More than 60% of Americans will spend at least a year of their lives in poverty, according to a recent analysis conducted by a professor of social welfare at Washington University. Since COVID-19 reached the United States in early 2020, the financial situation of millions of Americans has deteriorated, even as a number of the nation’s wealthiest saw their fortunes increase by billions of dollars.
Based on five-year figures ending in 2019, the most recent year of available data, 13.4% of Americans live below the federal poverty line. In some parts of the U.S., poverty rates are much lower, and a number of U.S. counties have poverty rates lower than 5%.
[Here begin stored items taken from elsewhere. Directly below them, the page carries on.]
//! Store trait and error types.
//!
//! Provides the core [`DocumentStore`] trait for loading and saving the raw
//! markup of a document, along with [`StoreError`] for unified error
//! handling across backends.
//!
//! # Document Ids
//!
//! Ids are opaque strings chosen by the backend. The filesystem backend uses
//! relative paths (`"pages/home.txt"`); other backends may use numeric post
//! ids or slugs.

use sha2::{Digest, Sha256};

/// Raw markup of one stored document.
#[derive(Debug, Clone, PartialEq, Eq)]
pub struct Document {
    /// Backend-specific identifier.
    pub id: String,
    /// Raw markup.
    pub content: String,
}

impl Document {
    /// Create a document.
    #[must_use]
    pub fn new(id: impl Into<String>, content: impl Into<String>) -> Self {
        Self {
            id: id.into(),
            content: content.into(),
        }
    }

    /// Content revision used for optimistic concurrency checks.
    #[must_use]
    pub fn revision(&self) -> String {
        revision_of(&self.content)
    }
}

/// Hex-encoded SHA-256 of `content`.
#[must_use]
pub fn revision_of(content: &str) -> String {
    let mut hasher = Sha256::new();
    hasher.update(content.as_bytes());
    let result = hasher.finalize();
    hex::encode(result)
}

/// Semantic error categories.
#[derive(Debug, PartialEq, Eq)]
#[non_exhaustive]
pub enum StoreErrorKind {
    /// Document does not exist.
    NotFound,
    /// Permission denied.
    PermissionDenied,
    /// Malformed or unsafe document id.
    InvalidId,
    /// Backend is temporarily unavailable.
    Unavailable,
    /// Other/unknown error category.
    Other,
}

/// Retry guidance.
#[derive(Debug, PartialEq, Eq, Default)]
pub enum ErrorStatus {
    /// Don't retry (not found, invalid id).
    #[default]
    Permanent,
    /// Retry immediately (timeout, interrupted).
    Temporary,
    /// Retry with backoff (backend unavailable).
    Persistent,
}

/// Store error with semantic kind and backend-specific source.
#[derive(Debug)]
pub struct StoreError {
    /// Semantic error category.
    pub kind: StoreErrorKind,
    /// Retry guidance.
    pub status: ErrorStatus,
    /// Document id (if applicable).
    pub id: Option<String>,
    /// Backend identifier (e.g., "Fs", "Mock").
    pub backend: Option<&'static str>,
    source: Option<Box<dyn std::error::Error + Send + Sync>>,
}

impl StoreError {
    /// Create a new store error.
    #[must_use]
    pub fn new(kind: StoreErrorKind) -> Self {
        Self {
            kind,
            status: ErrorStatus::Permanent,
            id: None,
            backend: None,
            source: None,
        }
    }

    /// Attach document id context.
    #[must_use]
    pub fn with_id(mut self, id: impl Into<String>) -> Self {
        self.id = Some(id.into());
        self
    }

    /// Attach backend identifier.
    #[must_use]
    pub fn with_backend(mut self, backend: &'static str) -> Self {
        self.backend = Some(backend);
        self
    }

    /// Set retry status.
    #[must_use]
    pub fn with_status(mut self, status: ErrorStatus) -> Self {
        self.status = status;
        self
    }

    /// Attach the underlying error source.
    #[must_use]
    pub fn with_source(mut self, source: impl std::error::Error + Send + Sync + 'static) -> Self {
        self.source = Some(Box::new(source));
        self
    }

    /// Downcast the source error to a concrete type.
    #[must_use]
    pub fn downcast_source<E: std::error::Error + 'static>(&self) -> Option<&E> {
        self.source.as_ref()?.downcast_ref()
    }

    /// Create a not found error for a document id.
    #[must_use]
    pub fn not_found(id: impl Into<String>) -> Self {
        Self::new(StoreErrorKind::NotFound).with_id(id)
    }

    /// Create an invalid id error.
    #[must_use]
    pub fn invalid_id(id: impl Into<String>) -> Self {
        Self::new(StoreErrorKind::InvalidId).with_id(id)
    }

    /// Create a store error from an I/O error.
    #[must_use]
    pub fn io(err: std::io::Error, id: Option<&str>) -> Self {
        let kind = match err.kind() {
            std::io::ErrorKind::NotFound => StoreErrorKind::NotFound,
            std::io::ErrorKind::PermissionDenied => StoreErrorKind::PermissionDenied,
            std::io::ErrorKind::TimedOut | std::io::ErrorKind::Interrupted => {
                StoreErrorKind::Unavailable
            }
            _ => StoreErrorKind::Other,
        };
        let status = match err.kind() {
            std::io::ErrorKind::TimedOut | std::io::ErrorKind::Interrupted => {
                ErrorStatus::Temporary
            }
            _ => ErrorStatus::Permanent,
        };
        let mut error = Self::new(kind).with_status(status).with_source(err);
        if let Some(id) = id {
            error = error.with_id(id);
        }
        error
    }

    /// Whether retrying the operation may succeed.
    #[must_use]
    pub fn is_retryable(&self) -> bool {
        self.status != ErrorStatus::Permanent
    }
}

impl std::fmt::Display for StoreError {
    fn fmt(&self, f: &mut std::fmt::Formatter<'_>) -> std::fmt::Result {
        // Format: "[Backend] Kind: message (id: pages/home)"
        if let Some(backend) = self.backend {
            write!(f, "[{backend}] ")?;
        }

        let kind_str = match self.kind {
            StoreErrorKind::NotFound => "Not found",
            StoreErrorKind::PermissionDenied => "Permission denied",
            StoreErrorKind::InvalidId => "Invalid id",
            StoreErrorKind::Unavailable => "Unavailable",
            StoreErrorKind::Other => "Error",
        };

        write!(f, "{kind_str}")?;

        if let Some(source) = &self.source {
            write!(f, ": {source}")?;
        }

        if let Some(id) = &self.id {
            write!(f, " (id: {id})")?;
        }

        Ok(())
    }
}

impl std::error::Error for StoreError {
    fn source(&self) -> Option<&(dyn std::error::Error + 'static)> {
        self.source
            .as_ref()
            .map(|s| s.as_ref() as &(dyn std::error::Error + 'static))
    }
}

/// Persistence boundary for document markup.
///
/// One blocking read before processing and one blocking write after; the
/// editing core itself never calls the store.
pub trait DocumentStore: Send + Sync {
    /// Load a document.
    ///
    /// # Errors
    ///
    /// Returns [`StoreError`] with [`StoreErrorKind::NotFound`] if there is
    /// no such document, or another kind if it can't be read.
    fn load(&self, id: &str) -> Result<Document, StoreError>;

    /// Replace the content of a document.
    ///
    /// # Errors
    ///
    /// Returns [`StoreError`] if the document can't be written.
    fn save(&self, id: &str, content: &str) -> Result<(), StoreError>;

    /// Check if a document exists.
    ///
    /// Returns `false` on errors (treats errors as "doesn't exist").
    fn exists(&self, id: &str) -> bool;
}

#[cfg(test)]
mod tests {
    use pretty_assertions::assert_eq;

    use super::*;

    #[test]
    fn test_document_revision_is_sha256() {
        let document = Document::new("home", "hello");

        assert_eq!(
            document.revision(),
            "2cf24dba5fb0a30e26e83b2ac5b9e29e1b161e5c1fa7425e73043362938b9824"
        );
    }

    #[test]
    fn test_revision_changes_with_content() {
        assert_ne!(revision_of("[a]1[/a]"), revision_of("[a]2[/a]"));
        assert_eq!(revision_of(""), revision_of(""));
    }

    #[test]
    fn test_store_error_new() {
        let err = StoreError::new(StoreErrorKind::NotFound);

        assert_eq!(err.kind, StoreErrorKind::NotFound);
        assert_eq!(err.status, ErrorStatus::Permanent);
        assert!(err.id.is_none());
        assert!(err.backend.is_none());
    }

    #[test]
    fn test_store_error_with_id() {
        let err = StoreError::not_found("pages/home");

        assert_eq!(err.kind, StoreErrorKind::NotFound);
        assert_eq!(err.id.as_deref(), Some("pages/home"));
    }

    #[test]
    fn test_store_error_with_source() {
        let io_err = std::io::Error::new(std::io::ErrorKind::NotFound, "file not found");
        let err = StoreError::new(StoreErrorKind::NotFound).with_source(io_err);

        assert!(err.downcast_source::<std::io::Error>().is_some());
    }

    #[test]
    fn test_store_error_io_not_found() {
        let io_err = std::io::Error::new(std::io::ErrorKind::NotFound, "file not found");
        let err = StoreError::io(io_err, Some("home"));

        assert_eq!(err.kind, StoreErrorKind::NotFound);
        assert_eq!(err.status, ErrorStatus::Permanent);
        assert_eq!(err.id.as_deref(), Some("home"));
        assert!(!err.is_retryable());
    }

    #[test]
    fn test_store_error_io_permission_denied() {
        let io_err = std::io::Error::new(std::io::ErrorKind::PermissionDenied, "access denied");
        let err = StoreError::io(io_err, None);

        assert_eq!(err.kind, StoreErrorKind::PermissionDenied);
    }

    #[test]
    fn test_store_error_io_timeout_is_retryable() {
        let io_err = std::io::Error::new(std::io::ErrorKind::TimedOut, "timed out");
        let err = StoreError::io(io_err, None);

        assert_eq!(err.kind, StoreErrorKind::Unavailable);
        assert_eq!(err.status, ErrorStatus::Temporary);
        assert!(err.is_retryable());
    }

    #[test]
    fn test_store_error_display_simple() {
        let err = StoreError::new(StoreErrorKind::InvalidId);

        assert_eq!(err.to_string(), "Invalid id");
    }

    #[test]
    fn test_store_error_display_kinds() {
        let labels: Vec<String> = [
            StoreErrorKind::NotFound,
            StoreErrorKind::PermissionDenied,
            StoreErrorKind::InvalidId,
            StoreErrorKind::Unavailable,
            StoreErrorKind::Other,
        ]
        .into_iter()
        .map(|kind| StoreError::new(kind).to_string())
        .collect();

        assert_eq!(
            labels,
            vec!["Not found", "Permission denied", "Invalid id", "Unavailable", "Error"]
        );
    }

    #[test]
    fn test_store_error_display_full() {
        let io_err = std::io::Error::new(std::io::ErrorKind::NotFound, "file not found");
        let err = StoreError::new(StoreErrorKind::NotFound)
            .with_backend("Fs")
            .with_id("pages/home")
            .with_source(io_err);

        assert_eq!(
            err.to_string(),
            "[Fs] Not found: file not found (id: pages/home)"
        );
    }

    #[test]
    fn test_store_error_is_send_sync() {
        fn assert_send_sync<T: Send + Sync>() {}
        assert_send_sync::<StoreError>();
    }

    #[test]
    fn test_error_status_default() {
        assert_eq!(ErrorStatus::default(), ErrorStatus::Permanent);
    }
}
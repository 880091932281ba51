//! CLI error types.

use sctext_config::ConfigError;
use sctext_editor::EditorError;

/// CLI error type.
#[derive(Debug, thiserror::Error)]
pub(crate) enum CliError {
    #[error("{0}")]
    Config(#[from] ConfigError),

    #[error("{0}")]
    Io(#[from] std::io::Error),

    #[error("{0}")]
    Editor(#[from] EditorError),

    #[error("Invalid JSON: {0}")]
    Json(#[from] serde_json::Error),

    #[error("{0} document(s) failed")]
    Failed(usize),
}
//! Sanitization of incoming edited values.
//!
//! Values reach the reinjector only after passing through a [`Sanitizer`].

use std::sync::LazyLock;

use regex::Regex;

/// Elements removed together with their content.
const BLOCKED_ELEMENTS: &[&str] = &["script", "style", "iframe", "object", "embed"];

static ELEMENT_RE: LazyLock<Regex> = LazyLock::new(|| {
    let alternatives: Vec<String> = BLOCKED_ELEMENTS
        .iter()
        .map(|name| format!(r"<{name}\b[^>]*>.*?</{name}\s*>"))
        .collect();
    Regex::new(&format!("(?is){}", alternatives.join("|"))).unwrap()
});

static STRAY_TAG_RE: LazyLock<Regex> = LazyLock::new(|| {
    Regex::new(&format!(
        r"(?i)</?(?:{})\b[^>]*>",
        BLOCKED_ELEMENTS.join("|")
    ))
    .unwrap()
});

static EVENT_ATTRIBUTE_RE: LazyLock<Regex> = LazyLock::new(|| {
    Regex::new(r#"(?i)(?:\s+|/)on[a-z]+\s*=\s*(?:"[^"]*"|'[^']*'|[^\s>]+)"#).unwrap()
});

static JAVASCRIPT_URL_RE: LazyLock<Regex> =
    LazyLock::new(|| Regex::new(r"(?i)javascript\s*:").unwrap());

/// Cleans one edited value.
pub trait Sanitizer: Send + Sync {
    /// Return the cleaned value.
    fn sanitize(&self, value: &str) -> String;
}

/// Post-content sanitizer.
///
/// Keeps ordinary inline markup, removes active content: script, style,
/// iframe, object and embed elements, `on*` event handler attributes and
/// `javascript:` URLs. Passes repeat until the value is stable, so markup
/// reassembled by one removal is caught by the next.
#[derive(Debug, Clone, Copy, Default)]
pub struct PostSanitizer;

impl Sanitizer for PostSanitizer {
    fn sanitize(&self, value: &str) -> String {
        let mut cleaned = value.to_owned();
        // Every pass only removes text, so this terminates.
        loop {
            let stripped = ELEMENT_RE.replace_all(&cleaned, "");
            let stripped = STRAY_TAG_RE.replace_all(&stripped, "");
            let stripped = EVENT_ATTRIBUTE_RE.replace_all(&stripped, "");
            let stripped = JAVASCRIPT_URL_RE.replace_all(&stripped, "");
            if stripped == cleaned {
                break;
            }
            cleaned = stripped.into_owned();
        }

        if cleaned != value {
            tracing::debug!(
                before = value.len(),
                after = cleaned.len(),
                "Stripped active content"
            );
        }
        cleaned
    }
}

/// Leaves values untouched.
#[derive(Debug, Clone, Copy, Default)]
pub struct Passthrough;

impl Sanitizer for Passthrough {
    fn sanitize(&self, value: &str) -> String {
        value.to_owned()
    }
}

#[cfg(test)]
mod tests {
    use pretty_assertions::assert_eq;

    use super::*;

    #[test]
    fn test_plain_text_unchanged() {
        assert_eq!(PostSanitizer.sanitize("Hello, world"), "Hello, world");
    }

    #[test]
    fn test_inline_markup_kept() {
        let value = r#"<p>Read <a href="/about">more</a> <strong>now</strong></p>"#;
        assert_eq!(PostSanitizer.sanitize(value), value);
    }

    #[test]
    fn test_strips_script_element() {
        assert_eq!(
            PostSanitizer.sanitize("Hi<script>alert(1)</script> there"),
            "Hi there"
        );
    }

    #[test]
    fn test_strips_multiline_style_and_iframe() {
        let value = "<STYLE>\nbody { display: none }\n</STYLE>A<iframe src=\"x\"></iframe>B";
        assert_eq!(PostSanitizer.sanitize(value), "AB");
    }

    #[test]
    fn test_strips_unclosed_tag() {
        assert_eq!(PostSanitizer.sanitize("A<embed src=\"x.swf\">B"), "AB");
    }

    #[test]
    fn test_strips_event_handlers() {
        assert_eq!(
            PostSanitizer.sanitize(r#"<p onclick="steal()">Hi</p><img src="a.png" onerror='x()'>"#),
            r#"<p>Hi</p><img src="a.png">"#
        );
    }

    #[test]
    fn test_strips_slash_separated_event_handler() {
        assert_eq!(
            PostSanitizer.sanitize("<img/src=x/onerror=alert(1)>"),
            "<img/src=x>"
        );
    }

    #[test]
    fn test_strips_tags_reassembled_by_removal() {
        assert_eq!(
            PostSanitizer.sanitize("<scr<embed>ipt>alert(1)</scr<embed>ipt>"),
            ""
        );
        assert_eq!(
            PostSanitizer.sanitize(r#"<a href="javajavascript:script:x()">y</a>"#),
            r#"<a href="x()">y</a>"#
        );
    }

    #[test]
    fn test_strips_javascript_urls() {
        assert_eq!(
            PostSanitizer.sanitize(r#"<a href="JavaScript:alert(1)">x</a>"#),
            r#"<a href="alert(1)">x</a>"#
        );
    }

    #[test]
    fn test_passthrough() {
        let value = "<script>x</script>";
        assert_eq!(Passthrough.sanitize(value), value);
    }
}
To determine the county with the lowest poverty rate in every state, 24/7 Wall St. reviewed five-year estimates of the percentage of people in each state who live below the poverty line from the U.S. Census Bureau’s 2019 American Community Survey. For reference, the U.S. Department of Health and Human services sets the official poverty threshold at an annual income of no more than approximately $26,000 for a family of four.
Poverty can be found all across the country. Still, in some states, even the county with the lowest poverty rate does not have a poverty rate much lower than the U.S. figure. In Arizona, for example, the least impoverished county — Yavapai — has a poverty rate of 13.0%, compared to the national five-year poverty rate of 13.4%.